3.1 Differential gene expression in AIEC during intestinal epithelial cells infection

In the strain collection, 29 genes were differentially expressed between AIEC and non-AIEC strains. Surprisingly, most of these genes (28 out of 29) were found in the SN fraction before adhesion or invasion occurred. This unexpected result may be because the proportion of non-AIEC bacteria adhered to the IECs may have a similar gene expression pattern to AIEC adhered to IECs, and adhered bacteria are much more abundant than intracellular bacteria in these samples. However, the 42 genes differentially expressed between the SN and A/I fractions in the strain collection may be a source of new virulence factors involved in cell adhesion and invasion. Interestingly, 40 of these 42 genes were detected in non-AIEC strains, while only 11 were detected as differentially expressed in AIEC strains. This unexpected result may be explained by the fact that these virulence factors are constitutive genes or present some basal expression in AIEC strains, while in non-AIEC strains, they are only expressed after entering into contact with IECs.

The study of genes related to L-arginine biosynthesis caught our attention, particularly the genes argI, argF, argC, argB, and argH, which are regulated by ArgR, a repressor that acts in the presence of arginine.
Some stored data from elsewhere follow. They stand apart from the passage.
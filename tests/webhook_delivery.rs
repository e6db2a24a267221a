//! Integration tests for the webhook client against a throw-away HTTP
//! responder on localhost.

use std::time::Duration;

use screenshot_relay::config::RelayConfig;
use screenshot_relay::{
    DeliveryChannel, DeliveryOutcome, ImageBudgeter, RawFrame, WebhookClient, send_test_image,
};
use tokio::io::{AsyncReadExt, AsyncWriteExt};
use tokio::net::{TcpListener, TcpStream};
use tokio::sync::oneshot;

/// Serve one request with `status` and `body`; hand back the raw request.
async fn respond_once(
    status: &'static str,
    body: &'static str,
) -> (String, oneshot::Receiver<Vec<u8>>) {
    let listener = TcpListener::bind("127.0.0.1:0").await.unwrap();
    let url = format!("http://{}/hook", listener.local_addr().unwrap());
    let (tx, rx) = oneshot::channel();

    tokio::spawn(async move {
        let (mut socket, _) = listener.accept().await.unwrap();
        let request = read_request(&mut socket).await;
        let response = format!(
            "HTTP/1.1 {}\r\nContent-Length: {}\r\nConnection: close\r\n\r\n{}",
            status,
            body.len(),
            body
        );
        socket.write_all(response.as_bytes()).await.unwrap();
        socket.shutdown().await.ok();
        let _ = tx.send(request);
    });

    (url, rx)
}

/// Read headers plus a body delimited by Content-Length or chunked encoding.
async fn read_request(socket: &mut TcpStream) -> Vec<u8> {
    let mut buf = Vec::new();
    let mut chunk = [0u8; 8192];
    loop {
        let n = socket.read(&mut chunk).await.unwrap();
        if n == 0 {
            return buf;
        }
        buf.extend_from_slice(&chunk[..n]);

        let Some(header_end) = find(&buf, b"\r\n\r\n") else {
            continue;
        };
        let headers = String::from_utf8_lossy(&buf[..header_end]).to_ascii_lowercase();
        let body = &buf[header_end + 4..];

        if let Some(len) = headers
            .lines()
            .find_map(|l| l.strip_prefix("content-length:"))
            .and_then(|v| v.trim().parse::<usize>().ok())
        {
            if body.len() >= len {
                return buf;
            }
        } else if headers.contains("transfer-encoding: chunked") {
            if find(body, b"0\r\n\r\n").is_some() {
                return buf;
            }
        } else {
            return buf;
        }
    }
}

fn find(haystack: &[u8], needle: &[u8]) -> Option<usize> {
    haystack.windows(needle.len()).position(|w| w == needle)
}

fn payload() -> screenshot_relay::EncodedImage {
    let mut budgeter = ImageBudgeter::from_config(&RelayConfig::default());
    budgeter.fit(RawFrame::solid_rgb(32, 32, [0, 128, 255])).unwrap()
}

#[tokio::test]
async fn test_success_sends_multipart_file() {
    let (url, request) = respond_once("200 OK", "").await;
    let client = WebhookClient::new(url, Duration::from_secs(5)).unwrap();

    let outcome = client.send(payload(), "screenshot_20240101_120000.jpg").await;
    assert_eq!(outcome, DeliveryOutcome::Success { status: 200 });

    let request = String::from_utf8_lossy(&request.await.unwrap()).into_owned();
    assert!(request.starts_with("POST /hook"));
    assert!(request.contains("multipart/form-data"));
    assert!(request.contains("name=\"file\""));
    assert!(request.contains("filename=\"screenshot_20240101_120000.jpg\""));
    assert!(request.contains("image/jpeg"));
}

#[tokio::test]
async fn test_non_2xx_is_rejected_with_body() {
    let (url, _request) = respond_once("500 Internal Server Error", "boom").await;
    let client = WebhookClient::new(url, Duration::from_secs(5)).unwrap();

    let outcome = client.send(payload(), "a.jpg").await;
    assert_eq!(
        outcome,
        DeliveryOutcome::RemoteRejected {
            status: 500,
            body: "boom".to_string(),
        }
    );
    assert!(!outcome.is_success());
}

#[tokio::test]
async fn test_refused_connection_is_transient() {
    let listener = TcpListener::bind("127.0.0.1:0").await.unwrap();
    let url = format!("http://{}/hook", listener.local_addr().unwrap());
    drop(listener);

    let client = WebhookClient::new(url, Duration::from_secs(5)).unwrap();
    let outcome = client.send(payload(), "a.jpg").await;
    assert!(matches!(outcome, DeliveryOutcome::TransientFailure { .. }));
}

#[tokio::test]
async fn test_silent_server_times_out() {
    let listener = TcpListener::bind("127.0.0.1:0").await.unwrap();
    let url = format!("http://{}/hook", listener.local_addr().unwrap());
    tokio::spawn(async move {
        let (mut socket, _) = listener.accept().await.unwrap();
        let _ = read_request(&mut socket).await;
        // hold the connection open without answering
        tokio::time::sleep(Duration::from_secs(30)).await;
    });

    let client = WebhookClient::new(url, Duration::from_millis(300)).unwrap();
    match client.send(payload(), "a.jpg").await {
        DeliveryOutcome::TransientFailure { reason } => assert!(reason.contains("timed out")),
        other => panic!("expected timeout, got {:?}", other),
    }
}

#[tokio::test]
async fn test_webhook_self_test_image() {
    let (url, request) = respond_once("204 No Content", "").await;
    let config = RelayConfig {
        webhook_url: Some(url),
        ..RelayConfig::default()
    };
    let client = WebhookClient::from_config(&config).unwrap();
    assert_eq!(client.timeout(), Duration::from_secs(30));
    let mut budgeter = ImageBudgeter::from_config(&config);

    let outcome = send_test_image(&client, &mut budgeter).await.unwrap();
    assert_eq!(outcome, DeliveryOutcome::Success { status: 204 });

    let request = String::from_utf8_lossy(&request.await.unwrap()).into_owned();
    assert!(request.contains("filename=\"test_screenshot.jpg\""));
}
//! # Processing Module
//!
//! Turns a captured frame into an upload payload that fits the byte budget.

pub mod budget;

pub use budget::{Budget, EncodedImage, FALLBACK_QUALITY, ImageBudgeter};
In the strain collection, these genes were over-expressed in AIEC in the SN fraction. When analyzed individually, these genes were over-expressed in 77.8%, 54.5%, 90.0%, 90.0%, and 100.0% of the AIEC strains, respectively. Interestingly, in a study by Elhenawy et al., in vitro and in vivo gene expression of the AIEC strain NRG857c was compared by comparative transcriptomics, and it was shown that genes involved in the arginine biosynthesis pathway are upregulated in the intestinal environment of animal models. Additionally, these genes are involved in AIEC survival in vivo and are essential for robust gut colonization, as mutants of argBCGH genes were significantly depleted from the murine intestine (Elhenawy et al., 2021).
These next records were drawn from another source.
//! # Configuration Module
//!
//! This module provides the relay configuration, its validation, and the
//! loader that layers a JSON file and environment overrides over the defaults.

pub mod config;
pub mod loader;

pub use config::{MAX_PAYLOAD_CEILING_MB, RelayConfig};
pub use loader::{FileFallback, LoadedConfig};
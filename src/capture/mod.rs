// # Capture Module
//
// Frame sources for the relay. The scheduler only sees the `FrameSource`
// trait; the scrap-backed implementation is compiled with the
// `screen-capture` feature.

pub mod frame;
#[cfg(feature = "screen-capture")]
pub mod scrap;

pub use frame::{PixelFormat, RawFrame};

use crate::error::RelayResult;

/// Produces one full-screen frame per call.
///
/// Implementations block until a frame is available or give up with
/// [`crate::error::RelayError::FrameCapture`].
pub trait FrameSource {
    /// Grab the current screen contents.
    fn capture(&mut self) -> RelayResult<RawFrame>;
}

impl<F: FrameSource + ?Sized> FrameSource for Box<F> {
    fn capture(&mut self) -> RelayResult<RawFrame> {
        (**self).capture()
    }
}
//! Local persistence of encoded payloads.
//!
//! Every payload is written to disk before upload, so a failed delivery
//! leaves the capture behind for inspection.

use std::fs;
use std::path::{Path, PathBuf};

use chrono::{DateTime, TimeZone};
use tracing::debug;

use crate::error::{RelayError, RelayResult};

/// Reference to a persisted artifact.
#[derive(Debug, Clone, PartialEq, Eq)]
pub struct ArtifactHandle {
    path: PathBuf,
}

impl ArtifactHandle {
    pub fn new(path: impl Into<PathBuf>) -> Self {
        Self { path: path.into() }
    }

    pub fn path(&self) -> &Path {
        &self.path
    }

    /// File name component, used as the upload filename.
    pub fn file_name(&self) -> String {
        self.path
            .file_name()
            .map(|n| n.to_string_lossy().into_owned())
            .unwrap_or_default()
    }
}

/// Write-then-maybe-delete storage for payloads.
pub trait ArtifactStore {
    fn persist(&mut self, name: &str, bytes: &[u8]) -> RelayResult<ArtifactHandle>;

    fn delete(&mut self, handle: &ArtifactHandle) -> RelayResult<()>;
}

impl<S: ArtifactStore + ?Sized> ArtifactStore for Box<S> {
    fn persist(&mut self, name: &str, bytes: &[u8]) -> RelayResult<ArtifactHandle> {
        (**self).persist(name, bytes)
    }

    fn delete(&mut self, handle: &ArtifactHandle) -> RelayResult<()> {
        (**self).delete(handle)
    }
}

/// Artifact name for a capture taken at `at`: `screenshot_YYYYmmdd_HHMMSS.jpg`.
pub fn artifact_name<Tz: TimeZone>(at: &DateTime<Tz>) -> String
where
    Tz::Offset: std::fmt::Display,
{
    format!("screenshot_{}.jpg", at.format("%Y%m%d_%H%M%S"))
}

/// Stores artifacts as files in one directory.
#[derive(Debug, Clone)]
pub struct DirArtifactStore {
    dir: PathBuf,
}

impl DirArtifactStore {
    /// Use `dir`, creating it when missing.
    pub fn new(dir: impl Into<PathBuf>) -> RelayResult<Self> {
        let dir = dir.into();
        fs::create_dir_all(&dir).map_err(|e| {
            RelayError::io_at("create screenshot directory", &dir, e)
                .with_recovery_suggestion("set SCREENSHOT_DIR to a writable location")
        })?;
        Ok(Self { dir })
    }

    pub fn dir(&self) -> &Path {
        &self.dir
    }
}

impl ArtifactStore for DirArtifactStore {
    fn persist(&mut self, name: &str, bytes: &[u8]) -> RelayResult<ArtifactHandle> {
        let path = self.dir.join(name);
        fs::write(&path, bytes).map_err(|e| RelayError::io_at("persist artifact", &path, e))?;
        debug!(path = %path.display(), size_bytes = bytes.len(), "Artifact saved");
        Ok(ArtifactHandle::new(path))
    }

    fn delete(&mut self, handle: &ArtifactHandle) -> RelayResult<()> {
        fs::remove_file(handle.path())
            .map_err(|e| RelayError::io_at("delete artifact", handle.path(), e))?;
        debug!(path = %handle.path().display(), "Artifact deleted");
        Ok(())
    }
}
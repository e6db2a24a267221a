//! Layered configuration loading: defaults, then the JSON file, then
//! environment variables, then validation.

use std::fmt;
use std::path::{Path, PathBuf};
use std::str::FromStr;

use tracing::warn;

use crate::config::RelayConfig;
use crate::error::{RelayError, RelayResult};

/// Why the configuration file was not used and the defaults were taken.
///
/// Loading usually happens before logging is installed, so the fallback is
/// handed back to the caller instead of being logged on the spot.
#[derive(Debug, Clone, PartialEq, Eq)]
pub enum FileFallback {
    Missing { path: PathBuf },
    Unreadable { path: PathBuf, reason: String },
}

impl FileFallback {
    pub fn path(&self) -> &Path {
        match self {
            Self::Missing { path } | Self::Unreadable { path, .. } => path,
        }
    }

    /// Emit the fallback as a warning on the installed subscriber.
    pub fn log(&self) {
        match self {
            Self::Missing { path } => {
                warn!(path = %path.display(), "Config file not found, using defaults")
            }
            Self::Unreadable { path, reason } => {
                warn!(
                    path = %path.display(),
                    error = %reason,
                    "Failed to load config file, using defaults"
                )
            }
        }
    }
}

impl fmt::Display for FileFallback {
    fn fmt(&self, f: &mut fmt::Formatter<'_>) -> fmt::Result {
        match self {
            Self::Missing { path } => {
                write!(f, "config file {} not found, using defaults", path.display())
            }
            Self::Unreadable { path, reason } => write!(
                f,
                "failed to load config file {} ({}), using defaults",
                path.display(),
                reason
            ),
        }
    }
}

/// A loaded configuration plus the file fallback, if one was taken.
#[derive(Debug, Clone)]
pub struct LoadedConfig {
    pub config: RelayConfig,
    pub fallback: Option<FileFallback>,
}

impl RelayConfig {
    /// Load from `path` and the process environment, then validate.
    pub fn load(path: &Path) -> RelayResult<LoadedConfig> {
        Self::load_with_env(path, |key| std::env::var(key).ok())
    }

    /// Same as [`RelayConfig::load`] with an injectable environment lookup.
    pub fn load_with_env<F>(path: &Path, lookup: F) -> RelayResult<LoadedConfig>
    where
        F: Fn(&str) -> Option<String>,
    {
        let (mut config, fallback) = match Self::from_file(path) {
            Ok(config) => (config, None),
            Err(fallback) => (Self::default(), Some(fallback)),
        };
        config.apply_env_overrides(lookup)?;
        config.validate()?;
        Ok(LoadedConfig { config, fallback })
    }

    /// Read the JSON file. A missing or unreadable file is reported as the
    /// [`FileFallback`] the caller should warn about.
    pub fn from_file(path: &Path) -> Result<Self, FileFallback> {
        if !path.exists() {
            return Err(FileFallback::Missing {
                path: path.to_path_buf(),
            });
        }
        std::fs::read_to_string(path)
            .map_err(|e| RelayError::io_at("read config", path, e))
            .and_then(|text| Self::from_json(&text))
            .map_err(|e| FileFallback::Unreadable {
                path: path.to_path_buf(),
                reason: e.to_string(),
            })
    }

    /// Parse a JSON document. Absent keys keep their defaults.
    pub fn from_json(text: &str) -> RelayResult<Self> {
        Ok(serde_json::from_str(text)?)
    }

    /// Apply environment overrides looked up through `lookup`.
    pub fn apply_env_overrides<F>(&mut self, lookup: F) -> RelayResult<()>
    where
        F: Fn(&str) -> Option<String>,
    {
        if let Some(url) = lookup("WEBHOOK_URL") {
            self.webhook_url = Some(url);
        }
        if let Some(v) = parse_env(&lookup, "MIN_INTERVAL")? {
            self.min_interval = v;
        }
        if let Some(v) = parse_env(&lookup, "MAX_INTERVAL")? {
            self.max_interval = v;
        }
        if let Some(v) = lookup("DELETE_AFTER_SEND") {
            self.delete_after_send = parse_flag(&v);
        }
        if let Some(v) = parse_env(&lookup, "MAX_FILE_SIZE_MB")? {
            self.max_file_size_mb = v;
        }
        if let Some(v) = parse_env(&lookup, "IMAGE_QUALITY")? {
            self.image_quality = v;
        }
        if let Some(v) = lookup("LOG_LEVEL") {
            self.log_level = v;
        }
        if let Some(v) = lookup("SCREENSHOT_DIR") {
            self.screenshot_dir = v.into();
        }
        if let Some(v) = parse_env(&lookup, "MAX_MEMORY_MB")? {
            self.max_memory_mb = v;
        }
        if let Some(v) = parse_env(&lookup, "MAX_CPU_PERCENT")? {
            self.max_cpu_percent = v;
        }
        if let Some(v) = lookup("ENABLE_MEMORY_MONITORING") {
            self.enable_memory_monitoring = parse_flag(&v);
        }
        if let Some(v) = lookup("LOW_POWER_MODE") {
            self.low_power_mode = parse_flag(&v);
        }
        Ok(())
    }

    /// Write the sample configuration as pretty JSON.
    pub fn write_sample(path: &Path) -> RelayResult<()> {
        let text = serde_json::to_string_pretty(&Self::sample())?;
        std::fs::write(path, text).map_err(|e| RelayError::io_at("write sample config", path, e))
    }
}

fn parse_env<T, F>(lookup: &F, key: &str) -> RelayResult<Option<T>>
where
    T: FromStr,
    T::Err: std::fmt::Display,
    F: Fn(&str) -> Option<String>,
{
    match lookup(key) {
        None => Ok(None),
        Some(raw) => raw
            .trim()
            .parse::<T>()
            .map(Some)
            .map_err(|e| RelayError::config(key, raw.as_str(), e.to_string())),
    }
}

fn parse_flag(raw: &str) -> bool {
    raw.trim().eq_ignore_ascii_case("true")
}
On the other hand, statistically significant differences were observed in the gene tdcA, which was over-expressed in AIEC SN compared with non-AIEC SN and AIEC A/I. This gene is a transcriptional activator of the tdc operon, responsible for L-serine degradation. A previous study showed that several conditions associated with the inflamed gut, such as glucose starvation and oxygen and nitric oxide, lead to an up-regulation of these genes (Kitamoto et al., 2019).
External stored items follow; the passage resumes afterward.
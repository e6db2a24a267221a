use std::path::{Path, PathBuf};
use std::process::ExitCode;

use anyhow::{Context, Result};
use clap::Parser;
use screenshot_relay::config::RelayConfig;
use screenshot_relay::error::classify;
use screenshot_relay::logging::{default_log_dir, init_logging};
use screenshot_relay::{
    CaptureScheduler, DeliveryOutcome, ImageBudgeter, StopReason, WebhookClient, send_test_image,
};
use tokio_util::sync::CancellationToken;
use tracing::{error, info};

/// Capture the screen on an adaptive schedule and post each capture to a
/// webhook.
#[derive(Parser, Debug)]
#[command(name = "shotrelay")]
#[command(about = "📸 Capture screenshots and relay them to a webhook")]
#[command(long_about = "Capture screenshots at randomized intervals, compress them under the \
upload limit, and post them to a webhook. Backs off on failures, skips captures under \
memory or CPU pressure, and stops after repeated failures.")]
struct Args {
    /// Configuration file path
    #[arg(short, long, default_value = "config.json", help = "Path to the JSON configuration file")]
    config: PathBuf,

    /// Write a sample configuration and exit
    #[arg(long, help = "Create a sample configuration file at --config and exit")]
    create_config: bool,

    /// Send one test image and exit
    #[arg(long, help = "Send a test image to the configured webhook and exit")]
    test_webhook: bool,
}

#[tokio::main]
async fn main() -> Result<ExitCode> {
    let args = Args::parse();

    if args.create_config {
        RelayConfig::write_sample(&args.config)
            .with_context(|| format!("writing {}", args.config.display()))?;
        println!("Sample configuration written to {}", args.config.display());
        println!("Edit it and set your webhook URL before starting the relay.");
        return Ok(ExitCode::SUCCESS);
    }

    let loaded = match RelayConfig::load(&args.config) {
        Ok(loaded) => loaded,
        Err(e) if classify::is_fatal(&e) => {
            if let Err(fallback) = RelayConfig::from_file(&args.config) {
                eprintln!("Warning: {}", fallback);
            }
            eprintln!("Configuration error: {}", e);
            eprintln!("Run with --create-config to create a sample configuration file.");
            return Ok(ExitCode::FAILURE);
        }
        Err(e) => return Err(e.into()),
    };

    let config = loaded.config;
    let _log_guard = init_logging(Path::new(default_log_dir()), &config.log_level)?;
    if let Some(fallback) = &loaded.fallback {
        fallback.log();
    }

    if args.test_webhook {
        return test_webhook(&config).await;
    }

    info!(
        webhook = %config.redacted_webhook(),
        min_interval = config.min_interval,
        max_interval = config.max_interval,
        screenshot_dir = %config.screenshot_dir.display(),
        low_power = config.low_power_mode,
        "Starting screenshot relay"
    );

    let shutdown = CancellationToken::new();
    let mut scheduler = CaptureScheduler::builder(&config)
        .with_shutdown(shutdown.clone())
        .build()
        .context("setting up the capture loop")?;

    tokio::spawn(wait_for_signal(shutdown));

    let summary = scheduler.run().await;
    match summary.reason {
        StopReason::HardStop => error!(
            failed = summary.failed,
            "Stopped after repeated failures; check the webhook and screen access"
        ),
        StopReason::Shutdown => info!("Shut down cleanly"),
    }
    Ok(ExitCode::SUCCESS)
}

async fn test_webhook(config: &RelayConfig) -> Result<ExitCode> {
    let client = WebhookClient::from_config(config)?;
    let mut budgeter = ImageBudgeter::from_config(config);

    match send_test_image(&client, &mut budgeter).await? {
        DeliveryOutcome::Success { status } => {
            println!("✓ Webhook test successful (HTTP {})", status);
            Ok(ExitCode::SUCCESS)
        }
        DeliveryOutcome::RemoteRejected { status, body } => {
            println!("✗ Webhook test failed: HTTP {} {}", status, body);
            Ok(ExitCode::FAILURE)
        }
        DeliveryOutcome::TransientFailure { reason } => {
            println!("✗ Webhook test failed: {}", reason);
            Ok(ExitCode::FAILURE)
        }
    }
}

/// Cancel `shutdown` on Ctrl-C or, on Unix, SIGTERM.
async fn wait_for_signal(shutdown: CancellationToken) {
    #[cfg(unix)]
    {
        use tokio::signal::unix::{SignalKind, signal};

        match signal(SignalKind::terminate()) {
            Ok(mut sigterm) => {
                tokio::select! {
                    _ = tokio::signal::ctrl_c() => {}
                    _ = sigterm.recv() => {}
                }
            }
            Err(e) => {
                error!(error = %e, "Cannot install SIGTERM handler");
                let _ = tokio::signal::ctrl_c().await;
            }
        }
    }
    #[cfg(not(unix))]
    {
        let _ = tokio::signal::ctrl_c().await;
    }

    info!("Shutdown signal received, finishing current capture");
    shutdown.cancel();
}
//! Raw frames as delivered by a frame source, and their normalisation to
//! tightly packed RGB8.

use crate::error::{RelayError, RelayResult};

/// Pixel layout of a [`RawFrame`] buffer.
#[derive(Debug, Clone, Copy, PartialEq, Eq)]
pub enum PixelFormat {
    /// Blue, green, red, alpha. What scrap returns on every platform.
    Bgra8,
    Rgba8,
    Rgb8,
}

impl PixelFormat {
    pub fn bytes_per_pixel(self) -> usize {
        match self {
            PixelFormat::Bgra8 | PixelFormat::Rgba8 => 4,
            PixelFormat::Rgb8 => 3,
        }
    }
}

/// One captured frame. Rows may be padded: `stride` is the byte distance
/// between the starts of two consecutive rows.
#[derive(Debug, Clone)]
pub struct RawFrame {
    pub width: u32,
    pub height: u32,
    pub stride: usize,
    pub format: PixelFormat,
    pub data: Vec<u8>,
}

impl RawFrame {
    /// Frame with tightly packed rows.
    pub fn packed(width: u32, height: u32, format: PixelFormat, data: Vec<u8>) -> Self {
        Self {
            width,
            height,
            stride: width as usize * format.bytes_per_pixel(),
            format,
            data,
        }
    }

    /// Single-colour RGB frame.
    pub fn solid_rgb(width: u32, height: u32, rgb: [u8; 3]) -> Self {
        let pixels = width as usize * height as usize;
        let data = rgb.iter().copied().cycle().take(pixels * 3).collect();
        Self::packed(width, height, PixelFormat::Rgb8, data)
    }

    /// Convert to tightly packed RGB8, dropping alpha and row padding.
    pub fn to_rgb(&self) -> RelayResult<Vec<u8>> {
        if self.width == 0 || self.height == 0 {
            return Err(RelayError::frame_capture(format!(
                "empty frame {}x{}",
                self.width, self.height
            )));
        }

        let bpp = self.format.bytes_per_pixel();
        let row_bytes = self.width as usize * bpp;
        if self.stride < row_bytes {
            return Err(RelayError::frame_capture(format!(
                "stride {} shorter than row of {} bytes",
                self.stride, row_bytes
            )));
        }
        let needed = self.stride * (self.height as usize - 1) + row_bytes;
        if self.data.len() < needed {
            return Err(RelayError::frame_capture(format!(
                "frame buffer too small: expected {} bytes, got {}",
                needed,
                self.data.len()
            )));
        }

        let mut out = Vec::with_capacity(self.width as usize * self.height as usize * 3);
        for row in self.data.chunks(self.stride).take(self.height as usize) {
            let row = &row[..row_bytes];
            match self.format {
                PixelFormat::Rgb8 => out.extend_from_slice(row),
                PixelFormat::Rgba8 => {
                    for px in row.chunks_exact(4) {
                        out.extend_from_slice(&px[..3]);
                    }
                }
                PixelFormat::Bgra8 => {
                    for px in row.chunks_exact(4) {
                        out.extend_from_slice(&[px[2], px[1], px[0]]);
                    }
                }
            }
        }
        Ok(out)
    }
}

#[cfg(test)]
mod tests {
    use super::*;

    #[test]
    fn test_bgra_with_padding() {
        // 2x2 BGRA with 4 bytes of padding per row
        let data = vec![
            1, 2, 3, 255, 4, 5, 6, 255, 0, 0, 0, 0, //
            7, 8, 9, 255, 10, 11, 12, 255, 0, 0, 0, 0,
        ];
        let frame = RawFrame {
            width: 2,
            height: 2,
            stride: 12,
            format: PixelFormat::Bgra8,
            data,
        };
        let rgb = frame.to_rgb().unwrap();
        assert_eq!(rgb, vec![3, 2, 1, 6, 5, 4, 9, 8, 7, 12, 11, 10]);
    }

    #[test]
    fn test_last_row_may_omit_padding() {
        let data = vec![1, 2, 3, 4, 0, 0, 0, 0, 5, 6, 7, 8];
        let frame = RawFrame {
            width: 1,
            height: 2,
            stride: 8,
            format: PixelFormat::Rgba8,
            data,
        };
        assert_eq!(frame.to_rgb().unwrap(), vec![1, 2, 3, 5, 6, 7]);
    }

    #[test]
    fn test_solid_rgb_is_identity() {
        let frame = RawFrame::solid_rgb(3, 2, [255, 0, 0]);
        assert_eq!(frame.data.len(), 18);
        assert_eq!(frame.to_rgb().unwrap(), frame.data);
    }

    #[test]
    fn test_short_buffer_is_capture_error() {
        let frame = RawFrame::packed(4, 4, PixelFormat::Bgra8, vec![0; 10]);
        let err = frame.to_rgb().unwrap_err();
        assert_eq!(err.category(), "frame_capture");

        let empty = RawFrame::packed(0, 4, PixelFormat::Rgb8, Vec::new());
        assert!(empty.to_rgb().is_err());
    }
}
In addition, AIEC strains have been observed to under-express genes involved in the biosynthesis of colanic acid building blocks (wza, wzb, wcaE, gmd, and wzc) in the A/I fraction compared to non-AIEC strains. Colanic acid is involved in developing mature biofilms but not in bacterial adhesion to different biotic and abiotic surfaces (Zhang and Poh, 2018; Navasa et al., 2019). The capsular polysaccharide colanic acid inhibits binding with several inert surfaces (Hanna et al., 2003). Therefore, the down-regulation of these genes observed in AIEC strains during IEC interaction may lead to increased bacterial adherence. Moreover, we observed that AIEC strains over-express these genes in the SN fraction compared to non-AIEC strains, although only wza and wzb showed statistically significant differences. Consistent with this, it has been demonstrated that colanic acid protects bacteria against complement-mediated killing and enhances E. coli motility (Lippolis et al., 2018).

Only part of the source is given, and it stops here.